Читать книгу Horse Economics - Catherine E O'Brien - Страница 15
YOUR DECISIONS AFFECT YOUR HORSE’S AFFORDABILITY
ОглавлениеCost-Benefit Analysis
“If you understand the motivation for your decisions, you can make good decisions,” says Ernest M. Swartz, M.S.W., a licensed clinical social worker. According to Mr. Swartz, “balanced” persons “are self-aware and know why they are doing what they are doing.” If you take this rule for your personal decisions a step further and always do a cost-benefit analysis—a comparison of the positive and negative aspects of a course of action—you can make good financial decisions as well.
A cost-benefit approach should be used in all resource allocation decisions. Resources♦, including both time and money, should only be spent if the expected benefits from using those resources will exceed the expected costs of those resources. Benefits should outweigh costs. In other words, if you spend a dollar, what you’re spending it on should be worth more than a dollar to you.
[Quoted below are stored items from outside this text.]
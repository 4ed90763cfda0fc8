//! Truth tables, NPN canonicalization and per-class statistics

mod canon;
mod collector;
mod truth_table;

pub use canon::{apply, canonical_key, canonicalize, NpnTransform};
pub use collector::{ClassAggregate, GateStats, NpnCollector, NpnOptions, NpnStats};
pub use truth_table::{TruthTable, MAX_VARS};
use clap::Parser;

use kerf::cmd::{Cli, Commands};

fn main() {
    env_logger::init();
    let cli = Cli::parse();
    let result = match &cli.command {
        Commands::Show(args) => args.run(),
        Commands::Cuts(args) => args.run(),
        Commands::Npn(args) => args.run(),
        Commands::Dot(args) => args.run(),
    };
    if let Err(err) = result {
        eprintln!("{err}");
        std::process::exit(1);
    }
}
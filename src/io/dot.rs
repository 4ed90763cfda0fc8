//! DOT (Graphviz) output of a net

use std::collections::HashMap;
use std::fs::File;
use std::io::{self, BufWriter, Write};
use std::path::Path;

use crate::network::{GNet, GateId};

/// Prints a net in DOT format, optionally highlighting an extracted cone
pub struct Dot<'a> {
    net: &'a GNet,
}

impl<'a> Dot<'a> {
    /// Create a printer for `net`
    pub fn new(net: &'a GNet) -> Dot<'a> {
        Dot { net }
    }

    /// Print the net as a `digraph`, one edge per link
    pub fn print<W: Write>(&self, stream: &mut W) -> io::Result<()> {
        writeln!(stream, "digraph substNet {{")?;
        for (id, gate) in self.net.gates() {
            if gate.links().is_empty() {
                write!(stream, "\t")?;
                self.print_gate(stream, id)?;
                writeln!(stream, ";")?;
            }
            for link in gate.links() {
                write!(stream, "\t")?;
                self.print_gate(stream, id)?;
                write!(stream, " -> ")?;
                self.print_gate(stream, link.target)?;
                writeln!(stream, ";")?;
            }
        }
        writeln!(stream, "}}")
    }

    /// Print to a file path
    pub fn print_file(&self, path: impl AsRef<Path>) -> io::Result<()> {
        let mut stream = BufWriter::new(File::create(path)?);
        self.print(&mut stream)
    }

    /// Print the net with the gates of `cone_gates` highlighted; each
    /// matched gate is labelled with its counterpart in the extracted cone
    pub fn print_color<W: Write>(
        &self,
        stream: &mut W,
        cone_gates: &HashMap<GateId, GateId>,
    ) -> io::Result<()> {
        writeln!(stream, "digraph substNet {{")?;
        for (id, gate) in self.net.gates() {
            write!(stream, "\t")?;
            self.print_gate(stream, id)?;
            if let Some(new_id) = cone_gates.get(&id) {
                write!(
                    stream,
                    " [label=\"{}({}, {})\", color=red, style=filled]",
                    id,
                    new_id,
                    gate.func()
                )?;
            }
            writeln!(stream, ";")?;
            for link in gate.links() {
                write!(stream, "\t")?;
                self.print_gate(stream, id)?;
                write!(stream, " -> ")?;
                self.print_gate(stream, link.target)?;
                writeln!(stream, ";")?;
            }
        }
        writeln!(stream, "}}")
    }

    fn print_gate<W: Write>(&self, stream: &mut W, id: GateId) -> io::Result<()> {
        write!(stream, "{}{}", self.net.gate(id).func(), id)
    }
}
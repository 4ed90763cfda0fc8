//! Plain structural parameters of a net

use std::fmt;

use crate::error::Error;
use crate::network::GNet;

/// Input/output/gate counts and the longest combinational path
#[derive(Debug, Clone, Copy, Default)]
pub struct PlainParameters {
    /// Number of primary inputs
    pub num_inputs: usize,
    /// Number of primary outputs
    pub num_outputs: usize,
    /// Number of gates, boundary nodes included
    pub num_gates: usize,
    /// Number of AND gates
    pub num_ands: usize,
    /// Number of inverters
    pub num_inverted_edges: usize,
    /// Number of edges on the longest path
    pub longest_path: usize,
}

/// Collect the plain parameters of a net
pub fn collect(net: &GNet) -> Result<PlainParameters, Error> {
    let mut parameters = PlainParameters {
        num_inputs: net.n_source_links(),
        num_outputs: net.n_target_links(),
        num_gates: net.n_gates(),
        ..PlainParameters::default()
    };
    for (_, gate) in net.gates() {
        if gate.is_and() {
            parameters.num_ands += 1;
        }
        if gate.is_not() {
            parameters.num_inverted_edges += 1;
        }
    }

    let order = net.topological_order()?;
    let mut distances = vec![0usize; order.len()];
    let index_of: std::collections::HashMap<_, _> = order
        .iter()
        .enumerate()
        .map(|(i, &id)| (id, i))
        .collect();
    for (i, &id) in order.iter().enumerate() {
        for &input in net.gate(id).inputs() {
            distances[i] = distances[i].max(distances[index_of[&input]] + 1);
        }
        parameters.longest_path = parameters.longest_path.max(distances[i]);
    }
    Ok(parameters)
}

impl fmt::Display for PlainParameters {
    fn fmt(&self, f: &mut fmt::Formatter<'_>) -> fmt::Result {
        writeln!(f, "Number of Inputs: {}", self.num_inputs)?;
        writeln!(f, "Number of Outputs: {}", self.num_outputs)?;
        writeln!(f, "Number of Gates: {}", self.num_gates)?;
        writeln!(f, "Number of And Gates: {}", self.num_ands)?;
        writeln!(f, "Number of Inverted Edges: {}", self.num_inverted_edges)?;
        writeln!(f, "Longest Path: {}", self.longest_path)
    }
}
Let’s say you are flipping through the livestock catalog because you need to purchase fly spray. Do you purchase the economy brand for $4.20 per bottle, or do you purchase the premium fly spray, which lasts ten minutes longer than the economy brand, for $13.50 per bottle? If you don’t ride your horse for very long, or flies don’t really bother him, there is no real benefit gained from spending the extra $9.30 a bottle. However, if you have a horse that goes into a bucking fit when a fly lands on him, then the benefit justifies the extra cost (and you get to dismount in one piece.)